▸ **What to do**
The entries below should be output exactly as written.

▸ **Input data**

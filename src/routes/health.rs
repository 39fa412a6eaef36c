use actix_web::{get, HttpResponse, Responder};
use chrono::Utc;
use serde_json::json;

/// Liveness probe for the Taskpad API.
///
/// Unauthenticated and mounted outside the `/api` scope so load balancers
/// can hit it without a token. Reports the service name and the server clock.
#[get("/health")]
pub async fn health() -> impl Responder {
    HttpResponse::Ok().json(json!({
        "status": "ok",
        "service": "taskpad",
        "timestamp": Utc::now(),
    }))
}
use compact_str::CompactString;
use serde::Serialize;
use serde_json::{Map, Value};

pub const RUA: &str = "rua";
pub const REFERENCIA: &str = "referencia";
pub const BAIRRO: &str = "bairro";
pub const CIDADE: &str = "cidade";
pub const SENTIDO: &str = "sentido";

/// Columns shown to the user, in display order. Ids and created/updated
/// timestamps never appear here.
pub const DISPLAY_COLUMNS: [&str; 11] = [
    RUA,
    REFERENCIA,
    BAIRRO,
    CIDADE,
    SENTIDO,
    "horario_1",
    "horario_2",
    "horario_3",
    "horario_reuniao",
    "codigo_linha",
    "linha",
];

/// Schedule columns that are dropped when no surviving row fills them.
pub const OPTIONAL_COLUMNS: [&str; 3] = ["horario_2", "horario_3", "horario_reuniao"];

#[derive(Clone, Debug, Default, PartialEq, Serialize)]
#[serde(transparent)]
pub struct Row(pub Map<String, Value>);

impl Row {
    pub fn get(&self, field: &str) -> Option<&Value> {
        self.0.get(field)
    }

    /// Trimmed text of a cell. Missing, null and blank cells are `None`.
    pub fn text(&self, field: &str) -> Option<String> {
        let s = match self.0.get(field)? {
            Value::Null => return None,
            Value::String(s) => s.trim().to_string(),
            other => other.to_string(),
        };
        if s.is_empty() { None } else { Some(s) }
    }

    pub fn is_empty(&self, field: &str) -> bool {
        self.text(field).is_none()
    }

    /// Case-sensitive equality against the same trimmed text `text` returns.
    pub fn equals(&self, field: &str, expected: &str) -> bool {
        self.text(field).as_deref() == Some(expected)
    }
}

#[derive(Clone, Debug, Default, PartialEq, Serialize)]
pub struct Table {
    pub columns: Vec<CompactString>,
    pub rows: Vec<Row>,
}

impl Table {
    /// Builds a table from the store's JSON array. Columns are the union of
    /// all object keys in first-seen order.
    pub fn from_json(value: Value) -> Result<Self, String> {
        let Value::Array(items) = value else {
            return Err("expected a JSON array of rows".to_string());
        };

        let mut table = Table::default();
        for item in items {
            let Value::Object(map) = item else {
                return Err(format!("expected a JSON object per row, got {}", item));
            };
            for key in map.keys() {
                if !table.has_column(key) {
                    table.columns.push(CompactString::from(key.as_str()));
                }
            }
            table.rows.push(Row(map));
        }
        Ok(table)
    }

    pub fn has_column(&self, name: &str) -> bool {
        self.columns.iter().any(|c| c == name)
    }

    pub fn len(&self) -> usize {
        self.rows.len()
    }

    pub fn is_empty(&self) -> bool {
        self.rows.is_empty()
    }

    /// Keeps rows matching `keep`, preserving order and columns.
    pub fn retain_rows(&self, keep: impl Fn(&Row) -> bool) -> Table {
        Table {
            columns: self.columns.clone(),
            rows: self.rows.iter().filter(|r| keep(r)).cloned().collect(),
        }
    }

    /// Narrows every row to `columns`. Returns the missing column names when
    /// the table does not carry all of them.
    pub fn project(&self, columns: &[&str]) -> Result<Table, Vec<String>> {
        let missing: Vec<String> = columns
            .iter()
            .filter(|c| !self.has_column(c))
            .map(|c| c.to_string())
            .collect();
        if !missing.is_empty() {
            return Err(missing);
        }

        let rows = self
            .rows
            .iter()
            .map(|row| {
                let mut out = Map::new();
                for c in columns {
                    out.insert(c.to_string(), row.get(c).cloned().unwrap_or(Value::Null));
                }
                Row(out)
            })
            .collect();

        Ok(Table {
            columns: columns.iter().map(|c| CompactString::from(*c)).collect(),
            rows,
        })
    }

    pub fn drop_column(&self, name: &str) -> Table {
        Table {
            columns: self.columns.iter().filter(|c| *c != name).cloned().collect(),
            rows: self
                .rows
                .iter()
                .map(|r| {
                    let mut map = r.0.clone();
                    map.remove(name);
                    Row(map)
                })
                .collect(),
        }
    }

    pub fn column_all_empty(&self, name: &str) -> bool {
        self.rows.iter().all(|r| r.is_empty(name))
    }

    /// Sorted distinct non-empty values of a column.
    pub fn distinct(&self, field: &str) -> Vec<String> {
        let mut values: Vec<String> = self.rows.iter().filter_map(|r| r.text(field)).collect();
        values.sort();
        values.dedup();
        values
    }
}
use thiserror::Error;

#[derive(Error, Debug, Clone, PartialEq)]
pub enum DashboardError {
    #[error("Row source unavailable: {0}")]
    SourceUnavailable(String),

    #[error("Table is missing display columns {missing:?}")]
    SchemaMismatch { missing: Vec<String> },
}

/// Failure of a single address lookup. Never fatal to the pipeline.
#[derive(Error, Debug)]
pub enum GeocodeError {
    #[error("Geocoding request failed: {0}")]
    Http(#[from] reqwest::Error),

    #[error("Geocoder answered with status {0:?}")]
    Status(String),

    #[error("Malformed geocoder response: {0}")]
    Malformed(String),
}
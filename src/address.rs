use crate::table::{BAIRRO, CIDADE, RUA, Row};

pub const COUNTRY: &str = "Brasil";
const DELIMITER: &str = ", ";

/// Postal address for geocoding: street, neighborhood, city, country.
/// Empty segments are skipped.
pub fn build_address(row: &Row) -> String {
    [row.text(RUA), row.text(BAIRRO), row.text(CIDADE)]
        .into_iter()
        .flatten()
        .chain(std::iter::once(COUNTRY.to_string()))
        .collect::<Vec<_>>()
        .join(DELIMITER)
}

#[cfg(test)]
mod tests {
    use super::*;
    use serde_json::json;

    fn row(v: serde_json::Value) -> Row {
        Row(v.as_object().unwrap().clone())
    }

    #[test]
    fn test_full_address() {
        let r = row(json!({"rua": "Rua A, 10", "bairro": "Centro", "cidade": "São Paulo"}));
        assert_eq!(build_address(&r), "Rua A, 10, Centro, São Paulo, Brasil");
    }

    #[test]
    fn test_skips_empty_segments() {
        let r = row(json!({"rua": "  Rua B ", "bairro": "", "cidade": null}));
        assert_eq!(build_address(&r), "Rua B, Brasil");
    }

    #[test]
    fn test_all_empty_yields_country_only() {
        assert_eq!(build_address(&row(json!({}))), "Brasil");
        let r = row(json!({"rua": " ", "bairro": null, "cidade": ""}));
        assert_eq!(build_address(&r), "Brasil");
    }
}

▸ **Solution**
filename src/routes/health.rs
repository 39fa412a6eaef36c
use actix_web::{get, HttpResponse, Responder};
use chrono::Utc;
use serde_json::json;

/// Liveness probe for the Taskpad API.
///
/// Unauthenticated and mounted outside the `/api` scope so load balancers
/// can hit it without a token. Reports the service name and the server clock.
#[get("/health")]
pub async fn health() -> impl Responder {
    HttpResponse::Ok().json(json!({
        "status": "ok",
        "service": "taskpad",
        "timestamp": Utc::now(),
    }))
}
use compact_str::CompactString;
use serde::Serialize;
use serde_json::{Map, Value};

pub const RUA: &str = "rua";
pub const REFERENCIA: &str = "referencia";
pub const BAIRRO: &str = "bairro";
pub const CIDADE: &str = "cidade";
pub const SENTIDO: &str = "sentido";

/// Columns shown to the user, in display order. Ids and created/updated
/// timestamps never appear here.
pub const DISPLAY_COLUMNS: [&str; 11] = [
    RUA,
    REFERENCIA,
    BAIRRO,
    CIDADE,
    SENTIDO,
    "horario_1",
    "horario_2",
    "horario_3",
    "horario_reuniao",
    "codigo_linha",
    "linha",
];

/// Schedule columns that are dropped when no surviving row fills them.
pub const OPTIONAL_COLUMNS: [&str; 3] = ["horario_2", "horario_3", "horario_reuniao"];

#[derive(Clone, Debug, Default, PartialEq, Serialize)]
#[serde(transparent)]
pub struct Row(pub Map<String, Value>);

impl Row {
    pub fn get(&self, field: &str) -> Option<&Value> {
        self.0.get(field)
    }

    /// Trimmed text of a cell. Missing, null and blank cells are `None`.
    pub fn text(&self, field: &str) -> Option<String> {
        let s = match self.0.get(field)? {
            Value::Null => return None,
            Value::String(s) => s.trim().to_string(),
            other => other.to_string(),
        };
        if s.is_empty() { None } else { Some(s) }
    }

    pub fn is_empty(&self, field: &str) -> bool {
        self.text(field).is_none()
    }

    /// Case-sensitive equality against the same trimmed text `text` returns.
    pub fn equals(&self, field: &str, expected: &str) -> bool {
        self.text(field).as_deref() == Some(expected)
    }
}

#[derive(Clone, Debug, Default, PartialEq, Serialize)]
pub struct Table {
    pub columns: Vec<CompactString>,
    pub rows: Vec<Row>,
}

impl Table {
    /// Builds a table from the store's JSON array. Columns are the union of
    /// all object keys in first-seen order.
    pub fn from_json(value: Value) -> Result<Self, String> {
        let Value::Array(items) = value else {
            return Err("expected a JSON array of rows".to_string());
        };

        let mut table = Table::default();
        for item in items {
            let Value::Object(map) = item else {
                return Err(format!("expected a JSON object per row, got {}", item));
            };
            for key in map.keys() {
                if !table.has_column(key) {
                    table.columns.push(CompactString::from(key.as_str()));
                }
            }
            table.rows.push(Row(map));
        }
        Ok(table)
    }

    pub fn has_column(&self, name: &str) -> bool {
        self.columns.iter().any(|c| c == name)
    }

    pub fn len(&self) -> usize {
        self.rows.len()
    }

    pub fn is_empty(&self) -> bool {
        self.rows.is_empty()
    }

    /// Keeps rows matching `keep`, preserving order and columns.
    pub fn retain_rows(&self, keep: impl Fn(&Row) -> bool) -> Table {
        Table {
            columns: self.columns.clone(),
            rows: self.rows.iter().filter(|r| keep(r)).cloned().collect(),
        }
    }

    /// Narrows every row to `columns`. Returns the missing column names when
    /// the table does not carry all of them.
    pub fn project(&self, columns: &[&str]) -> Result<Table, Vec<String>> {
        let missing: Vec<String> = columns
            .iter()
            .filter(|c| !self.has_column(c))
            .map(|c| c.to_string())
            .collect();
        if !missing.is_empty() {
            return Err(missing);
        }

        let rows = self
            .rows
            .iter()
            .map(|row| {
                let mut out = Map::new();
                for c in columns {
                    out.insert(c.to_string(), row.get(c).cloned().unwrap_or(Value::Null));
                }
                Row(out)
            })
            .collect();

        Ok(Table {
            columns: columns.iter().map(|c| CompactString::from(*c)).collect(),
            rows,
        })
    }

    pub fn drop_column(&self, name: &str) -> Table {
        Table {
            columns: self.columns.iter().filter(|c| *c != name).cloned().collect(),
            rows: self
                .rows
                .iter()
                .map(|r| {
                    let mut map = r.0.clone();
                    map.remove(name);
                    Row(map)
                })
                .collect(),
        }
    }

    pub fn column_all_empty(&self, name: &str) -> bool {
        self.rows.iter().all(|r| r.is_empty(name))
    }

    /// Sorted distinct non-empty values of a column.
    pub fn distinct(&self, field: &str) -> Vec<String> {
        let mut values: Vec<String> = self.rows.iter().filter_map(|r| r.text(field)).collect();
        values.sort();
        values.dedup();
        values
    }
}
use thiserror::Error;

#[derive(Error, Debug, Clone, PartialEq)]
pub enum DashboardError {
    #[error("Row source unavailable: {0}")]
    SourceUnavailable(String),

    #[error("Table is missing display columns {missing:?}")]
    SchemaMismatch { missing: Vec<String> },
}

/// Failure of a single address lookup. Never fatal to the pipeline.
#[derive(Error, Debug)]
pub enum GeocodeError {
    #[error("Geocoding request failed: {0}")]
    Http(#[from] reqwest::Error),

    #[error("Geocoder answered with status {0:?}")]
    Status(String),

    #[error("Malformed geocoder response: {0}")]
    Malformed(String),
}
filename src/address.rs
use crate::table::{BAIRRO, CIDADE, RUA, Row};

pub const COUNTRY: &str = "Brasil";
const DELIMITER: &str = ", ";

/// Postal address for geocoding: street, neighborhood, city, country.
/// Empty segments are skipped.
pub fn build_address(row: &Row) -> String {
    [row.text(RUA), row.text(BAIRRO), row.text(CIDADE)]
        .into_iter()
        .flatten()
        .chain(std::iter::once(COUNTRY.to_string()))
        .collect::<Vec<_>>()
        .join(DELIMITER)
}

#[cfg(test)]
mod tests {
    use super::*;
    use serde_json::json;

    fn row(v: serde_json::Value) -> Row {
        Row(v.as_object().unwrap().clone())
    }

    #[test]
    fn test_full_address() {
        let r = row(json!({"rua": "Rua A, 10", "bairro": "Centro", "cidade": "São Paulo"}));
        assert_eq!(build_address(&r), "Rua A, 10, Centro, São Paulo, Brasil");
    }

    #[test]
    fn test_skips_empty_segments() {
        let r = row(json!({"rua": "  Rua B ", "bairro": "", "cidade": null}));
        assert_eq!(build_address(&r), "Rua B, Brasil");
    }

    #[test]
    fn test_all_empty_yields_country_only() {
        assert_eq!(build_address(&row(json!({}))), "Brasil");
        let r = row(json!({"rua": " ", "bairro": null, "cidade": ""}));
        assert_eq!(build_address(&r), "Brasil");
    }
}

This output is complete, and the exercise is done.